Plans to develop the land, worth $2.8 million, fell through again and again until the building went into foreclosure and nonprofit Central City Concern snapped it up for $1.6 million. The new clinic will open at the infamous spot in November 2011.

Here are a few memories of a building everyone wants to forget.

Deborah Kafoury, county commissioner:

It represented what we don't want our city to be: the shadier side of a community, drug dealing, prostitution, sadness, despair. With a health clinic, it's going to be hopeful and be filled with people who are trying to turn their lives around.

When it was Burger King, my friends and I [in the 1980s] used to dare each other to go buy something in there. It was always really sketchy. It was a naughty place to be, because you knew your mother wouldn't want you to go in there.

You'd have to be crazy not to see it, it was all out in the open. It's good that they're tearing it down.

Nick Fish, city commissioner:

I think there's something terrific about taking a Burger King, that sold unhealthy food, and replacing it with a health clinic that's serving the needs of that community. I thought it was a conspicuous example of decay in the downtown. You're used to seeing buildings like that in the periphery of the city, not in the center of the city. It was a distressing sign to drive by a building that we couldn't find a use for.
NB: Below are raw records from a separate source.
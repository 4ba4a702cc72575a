//! OKX books channel decoder.
//!
//! Data frames carry the full top of book each push:
//!
//! ```text
//! {
//!   "arg": {"channel": "books5", "instId": "BTC-USDT"},
//!   "data": [{"bids": [["70400", "1.5", "0", "3"]], "asks": [...], "ts": "..."}]
//! }
//! ```
//!
//! Applied as a full snapshot. Subscribe acks carry an `event` field and the
//! JSON ping is answered with a bare `pong` text frame; both are skipped.

use serde::Deserialize;

use super::parse_levels;
use crate::error::ParseError;
use crate::orderbook::BookEvent;

#[derive(Debug, Deserialize)]
struct OkxFrame {
    event: Option<String>,
    data: Option<Vec<OkxBook>>,
}

#[derive(Debug, Deserialize)]
struct OkxBook {
    #[serde(default)]
    bids: Vec<Vec<String>>,
    #[serde(default)]
    asks: Vec<Vec<String>>,
}

/// Decode one OKX frame.
pub fn parse(text: &str) -> Result<BookEvent, ParseError> {
    let trimmed = text.trim();
    if trimmed == "pong" {
        return Ok(BookEvent::Control);
    }

    let frame: OkxFrame = serde_json::from_str(trimmed)?;

    // Subscribe/unsubscribe/error acknowledgments.
    if frame.event.is_some() {
        return Ok(BookEvent::Control);
    }

    let Some(data) = frame.data else {
        return Ok(BookEvent::Control);
    };
    let book = data.first().ok_or(ParseError::MissingField("data[0]"))?;

    Ok(BookEvent::Snapshot {
        bids: parse_levels(&book.bids)?,
        asks: parse_levels(&book.asks)?,
    })
}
Anonymous ex-employee, commenter on LostOregon.org:

People were always trying to reach in and grab the till drawer at the drive-through—one of my coworkers kept a section of broom handle at that station so she could beat them on the arm. I just slammed the window as hard as I could. I also remember a coworker defending herself with a pot of hot coffee (yikes). Addicts would nod off in the back dining area, and homeless would sleep there as well (most of the dining room and the bathrooms were completely out of the line of sight of the front counter—how stupid a design is that?!). I had to clean the bathrooms sometimes and it was a real horror show. The mirrors were broken quite often, and there would be urine-soaked clothes lying around, and razor stubble from street guys trying to keep clean in there. Needles, flooding, you name it.
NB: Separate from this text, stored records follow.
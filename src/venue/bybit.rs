//! Bybit spot orderbook channel decoder.
//!
//! The orderbook.50 topic sends a `type: "snapshot"` frame first, then
//! `type: "delta"` frames where quantity 0 removes a level:
//!
//! ```text
//! {
//!   "topic": "orderbook.50.BTCUSDT",
//!   "type": "delta",
//!   "data": {"s": "BTCUSDT", "b": [["70400", "0"]], "a": [["70410", "1.2"]]}
//! }
//! ```
//!
//! Subscribe confirmations and pongs arrive as `op` frames and are skipped,
//! as are frames for topics this connector did not subscribe to.

use serde::Deserialize;

use super::parse_levels;
use crate::error::ParseError;
use crate::orderbook::BookEvent;

#[derive(Debug, Deserialize)]
struct BybitFrame {
    op: Option<String>,
    topic: Option<String>,
    #[serde(rename = "type")]
    kind: Option<String>,
    data: Option<BybitBook>,
}

#[derive(Debug, Deserialize)]
struct BybitBook {
    #[serde(default)]
    b: Vec<Vec<String>>,
    #[serde(default)]
    a: Vec<Vec<String>>,
}

/// Decode one Bybit frame.
pub fn parse(text: &str) -> Result<BookEvent, ParseError> {
    let frame: BybitFrame = serde_json::from_str(text.trim())?;

    // Subscribe confirmations, pongs and other op responses.
    if frame.op.is_some() {
        return Ok(BookEvent::Control);
    }

    match frame.topic.as_deref() {
        Some(topic) if topic.starts_with("orderbook.") => {}
        _ => return Ok(BookEvent::Control),
    }

    let kind = frame.kind.ok_or(ParseError::MissingField("type"))?;
    let book = frame.data.ok_or(ParseError::MissingField("data"))?;
    let bids = parse_levels(&book.b)?;
    let asks = parse_levels(&book.a)?;

    match kind.as_str() {
        "snapshot" => Ok(BookEvent::Snapshot { bids, asks }),
        "delta" => Ok(BookEvent::Delta { bids, asks }),
        other => Err(ParseError::BadLevel(format!("unknown book type `{other}`"))),
    }
}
We used to slip the "waste" (food that had been sitting longer for X number of minutes) to the homeless. The managers forbade us to give it to those in need, so there was an extra incentive to do it. That place is loaded with bad karma.

Jeff Cogen, county chair:

The only time I went in there was a long time ago after a show at the Roseland—I think it was a reggae show—I went in there and got some french fries. There are times when I see them wrecking buildings, and I feel sad that we're losing a part of our history. But when I drove past this and saw the wrecking ball, my first thought was: good riddance. I guess this is a part of our history, too, but I didn't feel any attachment to it.
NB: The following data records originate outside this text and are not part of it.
//! Venue strategy values: endpoints, subscribe messages, keepalive modes and
//! message decoders for each supported exchange.
//!
//! Venues differ only in these values; the connector state machine in
//! [`crate::connector`] is shared by all of them.

pub mod binance;
pub mod bitget;
pub mod bybit;
pub mod okx;

use rust_decimal::Decimal;
use serde::Serialize;
use strum::{Display, EnumIter, EnumString};

use crate::error::ParseError;
use crate::orderbook::BookEvent;

/// Supported exchanges. Config entries naming anything else are skipped.
#[derive(
    Debug, Clone, Copy, PartialEq, Eq, Hash, EnumString, Display, EnumIter, Serialize,
)]
#[strum(serialize_all = "lowercase")]
#[serde(rename_all = "lowercase")]
pub enum Venue {
    /// Binance spot depth stream.
    Binance,
    /// OKX books channel.
    Okx,
    /// Bitget spot books channel.
    Bitget,
    /// Bybit spot orderbook channel.
    Bybit,
}

/// How a venue expects to be kept alive while streaming.
#[derive(Debug, Clone, Copy, PartialEq, Eq)]
pub enum Keepalive {
    /// Transport-level WebSocket ping frame.
    FrameLevel,
    /// JSON `{"op":"ping"}` text message.
    JsonPing,
}

/// Static per-venue connection parameters.
#[derive(Debug, Clone, Copy)]
pub struct VenueSpec {
    /// WebSocket host.
    pub host: &'static str,
    /// WebSocket port.
    pub port: u16,
    /// Keepalive mechanism.
    pub keepalive: Keepalive,
}

const BINANCE: VenueSpec = VenueSpec {
    host: "stream.binance.com",
    port: 9443,
    keepalive: Keepalive::FrameLevel,
};

const OKX: VenueSpec = VenueSpec {
    host: "ws.okx.com",
    port: 8443,
    keepalive: Keepalive::JsonPing,
};

const BITGET: VenueSpec = VenueSpec {
    host: "ws.bitget.com",
    port: 443,
    keepalive: Keepalive::JsonPing,
};

const BYBIT: VenueSpec = VenueSpec {
    host: "stream.bybit.com",
    port: 443,
    keepalive: Keepalive::JsonPing,
};

impl Venue {
    /// Static connection parameters for this venue.
    pub fn spec(self) -> &'static VenueSpec {
        match self {
            Venue::Binance => &BINANCE,
            Venue::Okx => &OKX,
            Venue::Bitget => &BITGET,
            Venue::Bybit => &BYBIT,
        }
    }

    /// WebSocket path for the depth stream of `symbol`.
    pub fn path(self, symbol: &str) -> String {
        match self {
            Venue::Binance => format!("/ws/{}@depth20@100ms", symbol.to_lowercase()),
            Venue::Okx => "/ws/v5/public".to_string(),
            Venue::Bitget => "/v2/ws/public".to_string(),
            Venue::Bybit => "/v5/public/spot".to_string(),
        }
    }

    /// Explicit subscribe message, if the venue requires one.
    ///
    /// Binance encodes the subscription in the stream path and returns `None`.
    pub fn subscribe_message(self, symbol: &str) -> Option<String> {
        match self {
            Venue::Binance => None,
            Venue::Okx => Some(
                serde_json::json!({
                    "op": "subscribe",
                    "args": [{"channel": "books5", "instId": dashed_instrument(symbol)}]
                })
                .to_string(),
            ),
            Venue::Bitget => Some(
                serde_json::json!({
                    "op": "subscribe",
                    "args": [{"instType": "SPOT", "channel": "books50", "instId": symbol}]
                })
                .to_string(),
            ),
            Venue::Bybit => Some(
                serde_json::json!({
                    "op": "subscribe",
                    "args": [format!("orderbook.50.{symbol}")]
                })
                .to_string(),
            ),
        }
    }

    /// Decode one raw text frame into a [`BookEvent`].
    pub fn parse(self, text: &str) -> Result<BookEvent, ParseError> {
        match self {
            Venue::Binance => binance::parse(text),
            Venue::Okx => okx::parse(text),
            Venue::Bitget => bitget::parse(text),
            Venue::Bybit => bybit::parse(text),
        }
    }
}

/// Derive the dash-separated instrument id OKX uses (BTCUSDT -> BTC-USDT).
///
/// Falls back to the concatenated form when no known quote suffix matches.
pub fn dashed_instrument(symbol: &str) -> String {
    const QUOTES: [&str; 5] = ["USDT", "USDC", "USD", "BTC", "ETH"];

    for quote in QUOTES {
        if symbol.len() > quote.len() && symbol.ends_with(quote) {
            let base = &symbol[..symbol.len() - quote.len()];
            return format!("{base}-{quote}");
        }
    }

    symbol.to_string()
}

/// Decode venue `[price, quantity, ...]` string arrays into decimal pairs.
///
/// Levels may carry trailing elements (OKX appends order counts); only the
/// first two matter. Anything shorter or non-numeric is a parse error.
pub(crate) fn parse_levels(raw: &[Vec<String>]) -> Result<Vec<(Decimal, Decimal)>, ParseError> {
    raw.iter()
        .map(|level| {
            let [price, quantity, ..] = level.as_slice() else {
                return Err(ParseError::BadLevel(format!("{level:?}")));
            };
            let price = price
                .parse::<Decimal>()
                .map_err(|_| ParseError::BadLevel(format!("{level:?}")))?;
            let quantity = quantity
                .parse::<Decimal>()
                .map_err(|_| ParseError::BadLevel(format!("{level:?}")))?;
            Ok((price, quantity))
        })
        .collect()
}

#[cfg(test)]
mod tests {
    use super::*;
    use pretty_assertions::assert_eq;
    use std::str::FromStr;
    use strum::IntoEnumIterator;

    #[test]
    fn venue_names_round_trip() {
        for venue in Venue::iter() {
            assert_eq!(Venue::from_str(&venue.to_string()), Ok(venue));
        }
    }

    #[test]
    fn unknown_venue_name_is_rejected() {
        assert!(Venue::from_str("coinbase").is_err());
    }

    #[test]
    fn binance_path_embeds_lowercase_symbol() {
        assert_eq!(Venue::Binance.path("BTCUSDT"), "/ws/btcusdt@depth20@100ms");
        assert!(Venue::Binance.subscribe_message("BTCUSDT").is_none());
    }

    #[test]
    fn okx_subscribes_with_dashed_instrument() {
        let msg = Venue::Okx.subscribe_message("BTCUSDT").unwrap();
        assert!(msg.contains("\"books5\""));
        assert!(msg.contains("BTC-USDT"));
    }

    #[test]
    fn bybit_subscribes_to_orderbook_topic() {
        let msg = Venue::Bybit.subscribe_message("BTCUSDT").unwrap();
        assert!(msg.contains("orderbook.50.BTCUSDT"));
    }

    #[test]
    fn dashed_instrument_handles_known_quotes() {
        assert_eq!(dashed_instrument("BTCUSDT"), "BTC-USDT");
        assert_eq!(dashed_instrument("ETHBTC"), "ETH-BTC");
        assert_eq!(dashed_instrument("WEIRD"), "WEIRD");
    }

    #[test]
    fn parse_levels_accepts_trailing_elements() {
        let raw = vec![vec![
            "70400.1".to_string(),
            "1.5".to_string(),
            "0".to_string(),
            "3".to_string(),
        ]];

        let levels = parse_levels(&raw).unwrap();
        assert_eq!(levels, vec![("70400.1".parse().unwrap(), "1.5".parse().unwrap())]);
    }

    #[test]
    fn parse_levels_rejects_short_or_bad_entries() {
        assert!(parse_levels(&[vec!["70400.1".to_string()]]).is_err());
        assert!(parse_levels(&[vec!["x".to_string(), "1".to_string()]]).is_err());
    }
}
Angela Borovicka, Portland native living on the streets for the past six months:

I always noticed that it was empty, and I thought that maybe it was because people always urinated there so people didn't want to hang out there. Since it was just being used as a bathroom, and vandalized, nobody would want to even sleep there. I heard there was, at one time, drug activity. I assumed that everyone was staying away from it because it was marked territory; it was being watched so much. I think also, no one's using it because of the past stigma around it.